4. The Catholic church only came down on the side of geocentrism after a series of actual scholarly debates between Galileo and Pope Urban VIII, who were former friends. Pope Leo had written a scholarly treatise and as part of the debate Galileo was supposed to refute it. Instead Galileo created an idiot strawman character called "Simpleton" to represent Pope Urban and parrot his claims which he then argued against. Urban was already worried about assassination and court intrigue so this went over about as well as expected. A trial was convened and Galileo was sentenced to house arrest. He was still allowed to go out as long as he didn't leave the city, and was buried in the Basilica of Santa Croce.
5. To my knowledge no scholar was ever tortured, let alone burned at the stake for advocating Copernican heliocentrism. Just as with modern scientific heretics they usually just lost their funding and their university positions.
6. This was only a problem in Catholic Europe. Protestant Europe embraced heliocentrism, although initially because the Catholics rejected it and screw those guys. Which is why Isaac Newton could freely publish "Philosophiæ Naturalis Principia Mathematica" just 50 years after Galileo's trial, which provided an explanation for Kepler's laws in terms of universal gravitation and what came to be known as Newton's laws of motion.
Edit after more chapters:
A Polish inquisition in the 1400s would have looked at those documents and just gone "Huh, weird, the sun", and wouldn't have even cared. The only people they were interested in hunting for were proto-Protestant Hussites.

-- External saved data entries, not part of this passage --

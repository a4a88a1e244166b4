//! Rendering of monitor results and Exchange rows for the terminal and files.

mod csv_export;
mod detail;
mod table;

pub use csv_export::{export_csv, write_csv, CSV_HEADER};
pub use detail::render_detail;
pub use table::{client_apps_table, results_table, Table};

use chrono::{DateTime, Utc};
use muletrack_types::{MuletrackError, MuletrackResult, NO_DATA};
use serde::Serialize;

const TIMESTAMP_FORMAT: &str = "%a, %d %b %Y %H:%M:%S UTC";

/// Human readable last-called cell. `None` renders as the "No data" sentinel.
pub fn format_timestamp(ts: Option<&DateTime<Utc>>) -> String {
    match ts {
        Some(ts) => ts.format(TIMESTAMP_FORMAT).to_string(),
        None => NO_DATA.to_string(),
    }
}

pub fn render_json<T: Serialize + ?Sized>(value: &T) -> MuletrackResult<String> {
    serde_json::to_string_pretty(value)
        .map_err(|e| MuletrackError::Internal(format!("Failed to encode JSON: {}", e)))
}
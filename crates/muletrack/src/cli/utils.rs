use super::commands::Cli;
use anyhow::{Context, Result};
use muletrack::config::LoggingConfig;
use muletrack::MuletrackConfig;
use std::path::PathBuf;
use tracing_subscriber::{fmt, prelude::*, EnvFilter};

pub const GREEN: &str = "\x1b[38;5;46m";
pub const CYAN: &str = "\x1b[38;5;51m";
pub const YELLOW: &str = "\x1b[38;5;226m";
pub const GREY: &str = "\x1b[38;5;245m";
pub const RED: &str = "\x1b[38;5;196m";
pub const RESET: &str = "\x1b[0m";

fn filter_directive(cli: &Cli, logging: &LoggingConfig) -> String {
    if cli.quiet {
        return "warn".to_string();
    }
    match cli.verbose {
        0 => logging.level.as_filter().to_string(),
        1 => "info,muletrack=debug".to_string(),
        2 => "debug".to_string(),
        _ => "trace".to_string(),
    }
}

/// Logs always go to stderr or the log file; stdout is reserved for results.
pub fn init_logging(cli: &Cli, logging: &LoggingConfig) -> Result<()> {
    let env_filter = EnvFilter::try_from_default_env()
        .unwrap_or_else(|_| EnvFilter::new(filter_directive(cli, logging)));

    let subscriber = tracing_subscriber::registry().with(env_filter);

    if let Some(ref log_file) = cli.log_file {
        let file = std::fs::OpenOptions::new()
            .create(true)
            .append(true)
            .open(log_file)
            .with_context(|| format!("Failed to open log file {:?}", log_file))?;
        let file_layer = fmt::layer()
            .with_writer(std::sync::Mutex::new(file))
            .with_ansi(false);
        subscriber.with(file_layer).init();
    } else if logging.json {
        subscriber
            .with(fmt::layer().json().with_writer(std::io::stderr))
            .init();
    } else {
        let stderr_layer = fmt::layer()
            .with_writer(std::io::stderr)
            .with_target(cli.verbose >= 2);
        subscriber.with(stderr_layer).init();
    }
    Ok(())
}

pub struct Paths {
    pub data_dir: PathBuf,
    pub config: PathBuf,
}

impl Paths {
    pub fn resolve(cli: &Cli) -> Self {
        let data_dir = cli
            .data_dir
            .clone()
            .unwrap_or_else(MuletrackConfig::default_data_dir);
        let config = cli
            .config
            .clone()
            .unwrap_or_else(|| MuletrackConfig::default_path(&data_dir));
        Self { data_dir, config }
    }
}

pub fn success(message: impl std::fmt::Display) {
    println!("{}[+]{} {}", GREEN, RESET, message);
}

pub fn rule(width: usize) {
    println!("{}{}{}", GREY, "═".repeat(width), RESET);
}

pub fn print_json<T: serde::Serialize + ?Sized>(value: &T) -> Result<()> {
    println!("{}", muletrack::output::render_json(value)?);
    Ok(())
}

Enjoy this manga as great entertainment (because it is) but don't regard the story or its premise as historical or educational.
This isn't entirely true. As you've hopefully finished the manga by now you should see it actually is rather faithful to characteristics of history as we know.
Your first point it detailed out in the second act.
To your second and fifth points you are correct and, in fact, the inquisition itself was a vehicle for the distribution of science and new ideas. Copernicus himself was actually sponsored, in a sense, by the church and died in good standing. The church didnt take a stance against Copernicanism until 1616 which you talk about in your fourth point, but it's worth noting Galileo's work wasnt banned solely because of his poor attitude and tendency to call people sheep. The church had a panel of experts review his work and, partially due to his adherence that Kepler was wrong, which turned out to be false, as well as worries his work was theologically erroneous it was banned. The political motive was certainly there, but the church had reason to believe he was both rude, AND wrong.
Now the educational aspects of the manga are pretty ubiquitous.
1. The ancient greek philosophers and their work mentioned, like aristarchus of samos, heracleides etc are all both real and accurate.
2. The discovery (by Galileo) of the phases of Venus was one of the key pieces of evidence against geocentrism.
3. The church sponsored scientific pursuits.
4. Many of the practices of the inquisition depicted, while theatricized, were also accurate. They did make accused wear monk habits and shackles on trial. They tended to show up unannounced after anonymous tips. They allowed accused to confess in exchange for simply releasing them. They did torture heretics.
This is where most of the inaccuracies also lie. The inquisition didn't torture until a person was convicted of heresy, which was a lot harder than most media make it out to be, and only did so until the 'heretic' agreed to convert. They also never executed anyone. This one is shocking to most people but if the inquisition got to the point of convicting someone as an unrepentant heretic they gave them to the local government to decide what to do with them. Only 2-7% of those resulted in death sentences and usually they just had to bear crosses, go to house arrest or prison, or be exiled.
This is just to say that the story can be regarded as very educational once you see most characters and situations are representations of historical events and not direct depictions of events themselves.